For the next six weeks, Food Safety News will publish the note above on every story involving the FDA or CDC. It’s going to be our little way of reminding our readers that the FDA and CDC spent the last six weeks or so lying to the public every damn day.

The official lies are over yet another outbreak of E. coli O157:H7 from contamination of romaine lettuce. FDA and CDC have a lame excuse for hiding the outbreak from the public for six weeks.

There have been three recent E. coli O157:H7 outbreaks likely caused by romaine. Deadly and embarrassing outbreaks for romaine growers and the regulating agencies. Almost 300 people in those three outbreaks were infected and six people are dead.

Embarrassing because the Leafy ‘Greens Marketing Associations that mandate every aspect of how romaine may be grown are not doing the job, and the FDA’s Produce Rule might be impressive as somebody’s college thesis, but it is not yet effective regulation.

And this fourth romaine outbreak in less than two years occurred at an inopportune time, especially for FDA and its “Smarter Food Safety” campaign. It’s easy to see why the agencies wanted this one to just go away.

But hide it they did. Another romaine lettuce outbreak with 23 people infected from July 12 to Sept. 8 in a dozen states were facts keep from the public. It was a little secret kept from the public by the government and growers.

“The FDA is communicating details about the outbreak at this time to help ensure full awareness by the public and to highlight the ongoing importance of industrial action to help ensure the safety of leafy greens,” FDA said when it finally fessed up.

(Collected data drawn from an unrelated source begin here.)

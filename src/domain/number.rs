use uuid::Uuid;

/// Account-number generation, kept behind a trait so the scheme can change
/// (collision checking, counters) without touching ledger logic.
pub trait NumberGenerator {
    fn next_number(&mut self) -> String;
}

/// `AC-` followed by ten digits drawn from
/// [1_000_000_000, 9_999_999_999], sourced from UUIDv4 entropy.
/// No collision check is performed against existing accounts.
#[derive(Debug, Default)]
pub struct RandomNumbers;

impl NumberGenerator for RandomNumbers {
    fn next_number(&mut self) -> String {
        let n = 1_000_000_000 + (Uuid::new_v4().as_u128() % 9_000_000_000) as u64;
        format!("AC-{n}")
    }
}

/// Deterministic generator for tests and scripted sessions.
#[derive(Debug)]
pub struct SequentialNumbers(u64);

impl SequentialNumbers {
    pub fn starting_at(first: u64) -> Self {
        Self(first)
    }
}

impl NumberGenerator for SequentialNumbers {
    fn next_number(&mut self) -> String {
        let n = self.0;
        self.0 += 1;
        format!("AC-{n:010}")
    }
}
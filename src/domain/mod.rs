pub mod account;
pub mod ledger;
pub mod number;
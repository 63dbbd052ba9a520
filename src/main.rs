use std::process::ExitCode;

use tracing_subscriber::EnvFilter;

/// Logs go to stderr so they never interleave with the menus on stdout.
/// Configurable via RUST_LOG, default level `info`.
fn init_tracing() {
    let filter = EnvFilter::try_from_default_env().unwrap_or_else(|_| EnvFilter::new("info"));

    let _ = tracing_subscriber::fmt()
        .with_env_filter(filter)
        .with_target(false)
        .with_writer(std::io::stderr)
        .try_init();
}

fn main() -> ExitCode {
    init_tracing();

    if let Err(err) = teller::app::run(std::env::args()) {
        eprintln!("fatal: {err}");
        return ExitCode::FAILURE;
    }
    ExitCode::SUCCESS
}
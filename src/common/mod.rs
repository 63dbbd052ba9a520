pub mod error;
pub mod money;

And, FDA finally went public because only because it got caught.

Most of what the agency said was Micky Mouse. The product being beyond its shelf life has never been a reason for not sharing outbreak information with the public.

The public’s been getting a steady diet of these romaine outbreaks.

CDC officials notified FDA officials about this latest one on Sept. 19. Neither agency notified the public. The agencies agreed they had another romaine outbreak on their hands on Oct. 2.

The CDC also offered the lame excuse that outbreak warnings are “generally posted when there is something actionable for consumers to do.”

This strikes me as a statement consistent with a coverup. It has not been CDC policy. Outbreak reports are routinely issued without something actionable for people to do. And, public education about public health, part of CDC’s mission, is about keeping the public up to date on foodborne diseases.

The FDA and CDC decided to keep secrets for industry instead of serving the public, there is a question of whether they jumped or were pushed to reveal the outbreak. We may never know. We cannot compel the government to tell the truth

This lame excuse they’ve used, however, is one we’ve heard before. Before anyone had ever heard of this cow bacteria/lettuce problem, there was a national program that tested fresh produce for foodborne pathogens. It was USDA’s Microbiological Data Program (MDP).

The way it worked was that the USDA paid about a dozen Land Grant universities to test fresh produce in their areas around harvest time. It was sort of a trip-wire system. MDP worked close enough to harvest times to have some impact. The USDA program operated from 2001 to 2012.

But the growers hated it and used their political muscle to kill it. They said fresh produce was consumed before MDP lab testing was completed. Sound familiar?

What they really feared was MDP testing finding pathogen contamination just as the product was hitting the market, and that did happen. They figured the best way to suppress those tests was to kill MDP entirely and that’s what they did.

It seems that an industry that relies on sunshine and daylight to grow its crops sure likes sneaking around in the dark.

Six weeks of our running the warning notices won’t change anything, but it will let a few more people know this is happening.